You won't find much evidence of a slowing economy at the Summit headquarters of Ticona. The engineering resins maker has added capacity in three businesses in the past year and has four other projects lined up through 2005.
``When we're negotiating with our customers, price is almost the last thing to come out,'' Americas marketing director Fred Daniell said in a recent interview in Summit. ``They're looking at performance.''
``The applications we're selling into need a fair amount of testing, so if someone is down-engineering a part, they can't just switch over.''
Recent additions have boosted capacity for liquid-crystal polymers, ultrahigh-molecular-weight polyethylene and compounds based on a range of Ticona resins. The project list through 2005 reads like this:
* A 220 million-pound acetal expansion in Kelsterbach, Germany, by mid-2003.
* A polyphenylene sulfide expansion in Wilmington, N.C., by 2004.
* A new, 130 million-pound acetal plant in Nantong, China, by 2005.
* A potential polybutylene terephthalate plant with DSM NV in Europe by 2005.
``We haven't done anything to slow down the introduction of new materials,'' said Jeff Siebenaller, commercial vice president.
Siebenaller cited 2002 rollouts of new grades of acetal, PBT and PPS resins aimed at different segments of the filtration market. The new acetal grades are used in fuel filters, PBT grades are in blood and air filters and PPS grades are in air, oil and fuel filters.
Daniell added that North American and Asian automakers are using new, low-gloss acetal grades in knobs, hooks and ``any other parts that are handled a lot.'' In those parts, Ticona's acetal can provide mechanical strength and molded-in color, and can compete with polypropylene and ABS, he said.
Ticona's PPS - produced by Fortron Industries, a Wilmington, N.C.-based venture between Ticona and Kureha Chemical Industries Ltd. of Tokyo - also is making strides in the aerospace market. Wing edges on double-decker-style jets currently in production are made of Cetex, a PPS-based composite made by Ticona. The 40-inch-wide parts provide crucial weight savings for the massive aircraft, according to Fortron President Kevin Cronin.
Clearing a technical hurdle involving melt strength also is allowing Fortron PPS to be used in under-the-hood automotive parts, Cronin added.
``We're learning how to create pull in the marketplace,'' he said.
Its Topas-brand cyclic olefin copolymer remains an opportunity and a challenge for Ticona. The firm launched commercial production in 2000 at a 30 million-pound-capacity plant in Oberhausen, Germany, but the material shares few markets with Ticona's other resins. As a result, the product has sailed alone into uncharted markets such as packaging film, food packaging and printing toner, according to global marketing and sales director Michael Maguire.
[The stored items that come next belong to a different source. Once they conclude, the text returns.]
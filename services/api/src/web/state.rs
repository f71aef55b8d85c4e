//! services/api/src/web/state.rs
//!
//! Defines the application's shared state.

use crate::config::Config;
use std::collections::HashSet;
use std::sync::{Arc, Mutex, MutexGuard, PoisonError};
use study_planner_core::ports::{CompletionService, DatabaseService, FileStorage};
use uuid::Uuid;

//=========================================================================================
// AppState (Shared Across All Requests)
//=========================================================================================

/// The shared application state, created once at startup and passed to all handlers.
#[derive(Clone)]
pub struct AppState {
    pub db: Arc<dyn DatabaseService>,
    pub config: Arc<Config>,
    pub completion: Arc<dyn CompletionService>,
    pub storage: Arc<dyn FileStorage>,
    pub generations: Arc<GenerationGuard>,
}

impl AppState {
    pub fn new(
        db: Arc<dyn DatabaseService>,
        config: Arc<Config>,
        completion: Arc<dyn CompletionService>,
        storage: Arc<dyn FileStorage>,
    ) -> Self {
        Self {
            db,
            config,
            completion,
            storage,
            generations: Arc::new(GenerationGuard::default()),
        }
    }
}

//=========================================================================================
// Per-User Generation Guard
//=========================================================================================

/// Tracks which users currently have a plan generation in flight.
#[derive(Debug, Default)]
pub struct GenerationGuard {
    in_flight: Mutex<HashSet<Uuid>>,
}

/// Held for the duration of one generation; releases the user's slot on drop.
#[derive(Debug)]
pub struct GenerationPermit<'a> {
    guard: &'a GenerationGuard,
    user_id: Uuid,
}

impl GenerationGuard {
    /// Claims the user's slot, or returns `None` if a generation is already running.
    pub fn try_acquire(&self, user_id: Uuid) -> Option<GenerationPermit<'_>> {
        if !self.users().insert(user_id) {
            return None;
        }
        Some(GenerationPermit {
            guard: self,
            user_id,
        })
    }

    pub fn is_running(&self, user_id: Uuid) -> bool {
        self.users().contains(&user_id)
    }

    fn users(&self) -> MutexGuard<'_, HashSet<Uuid>> {
        self.in_flight.lock().unwrap_or_else(PoisonError::into_inner)
    }
}

impl Drop for GenerationPermit<'_> {
    fn drop(&mut self) {
        self.guard.users().remove(&self.user_id);
    }
}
``We really needed the world-scale plant, because pharmaceutical companies won't buy from a pilot plant,'' Maguire said. ``Our challenge now is to fill the pipeline.''
Topas' moisture-barrier properties will lead to work in commercial blister packs in 2003. The material already is replacing polyester and styrene acrylonitrile in some toner jobs, the company said. Medical uses in vials and syringes also are in the offing, Maguire said. Next year will see the introduction of four to eight new grades, some of which could be glass-filled or flame-retardant compounds.
Compounding things
Compounding of its own resins also remains a key business for Ticona. New extrusion lines boosted capacity in Shelby by 20 percent and in Florence by 30 percent. Ticona also compounds acetal and nylon in Bishop.
Unlike some resin makers that have moved in and out of compounding depending on business conditions, Ticona has a steady history in the field, Cronin said.
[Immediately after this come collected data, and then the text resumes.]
//! services/api/src/adapters/groq_llm.rs
//!
//! This module contains the adapter for the plan, summary and quiz LLM.
//! It implements the `CompletionService` port against Groq's OpenAI-compatible
//! chat completions endpoint.

use std::time::Duration;

use async_openai::{
    config::OpenAIConfig,
    error::OpenAIError,
    types::chat::{
        ChatCompletionRequestSystemMessageArgs, ChatCompletionRequestUserMessageArgs,
        CreateChatCompletionRequestArgs,
    },
    Client,
};
use async_trait::async_trait;
use study_planner_core::{
    ports::{CompletionService, PortError, PortResult},
    prompt::Prompt,
};
use tracing::{debug, warn};

const TEMPERATURE: f32 = 0.7;

//=========================================================================================
// The Main Adapter Struct
//=========================================================================================

/// An adapter that implements `CompletionService` using Groq's OpenAI-compatible API.
#[derive(Clone)]
pub struct GroqCompletionAdapter {
    client: Client<OpenAIConfig>,
    model: String,
    timeout: Duration,
}

impl GroqCompletionAdapter {
    /// Creates a new `GroqCompletionAdapter`. `timeout` bounds every call.
    pub fn new(client: Client<OpenAIConfig>, model: String, timeout: Duration) -> Self {
        Self {
            client,
            model,
            timeout,
        }
    }
}

//=========================================================================================
// `CompletionService` Trait Implementation
//=========================================================================================

#[async_trait]
impl CompletionService for GroqCompletionAdapter {
    async fn complete(&self, prompt: &Prompt) -> PortResult<String> {
        let messages = vec![
            ChatCompletionRequestSystemMessageArgs::default()
                .content(prompt.system.as_str())
                .build()
                .map_err(|e| PortError::Unexpected(e.to_string()))?
                .into(),
            ChatCompletionRequestUserMessageArgs::default()
                .content(prompt.user.as_str())
                .build()
                .map_err(|e| PortError::Unexpected(e.to_string()))?
                .into(),
        ];

        let request = CreateChatCompletionRequestArgs::default()
            .model(&self.model)
            .messages(messages)
            .max_tokens(prompt.max_tokens)
            .temperature(TEMPERATURE)
            .n(1)
            .build()
            .map_err(|e| PortError::Unexpected(e.to_string()))?;

        debug!(model = %self.model, max_tokens = prompt.max_tokens, "Sending completion request");

        let response = tokio::time::timeout(self.timeout, self.client.chat().create(request))
            .await
            .map_err(|_| {
                warn!(timeout_secs = self.timeout.as_secs(), "Completion request timed out");
                PortError::Timeout(format!(
                    "LLM did not answer within {} seconds",
                    self.timeout.as_secs()
                ))
            })?
            .map_err(|e: OpenAIError| PortError::Upstream(e.to_string()))?;

        let choice = response.choices.into_iter().next().ok_or_else(|| {
            PortError::Upstream("LLM returned no choices in its response.".to_string())
        })?;

        match choice.message.content {
            Some(content) if !content.trim().is_empty() => Ok(content),
            _ => Err(PortError::Upstream(
                "LLM response contained no text content.".to_string(),
            )),
        }
    }
}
``Compounding is a core competency for us,'' he said. ``We've had it and developed it over decades.
``It makes sense, since it's only profitable to outsource compounding if you're making commodity grades. We sell really specialized products so we can focus on in-house compounding.''
On the financial side, Ticona's sales were down 3 percent to $585 million through the first nine months of 2002, compared with the same period in 2001. That dropoff, however, was less than the 11 percent overall sales swoon suffered by Ticona's parent firm, Celanese AG of Frankfurt, Germany.
Ticona's nine-month profit increased dramatically vs. 2001, climbing 48 percent to $77 million.
Overall pretax profit at Celanese was up only 1 percent. Through September, Ticona accounted for about 17 percent of Celenase's 2002 sales total.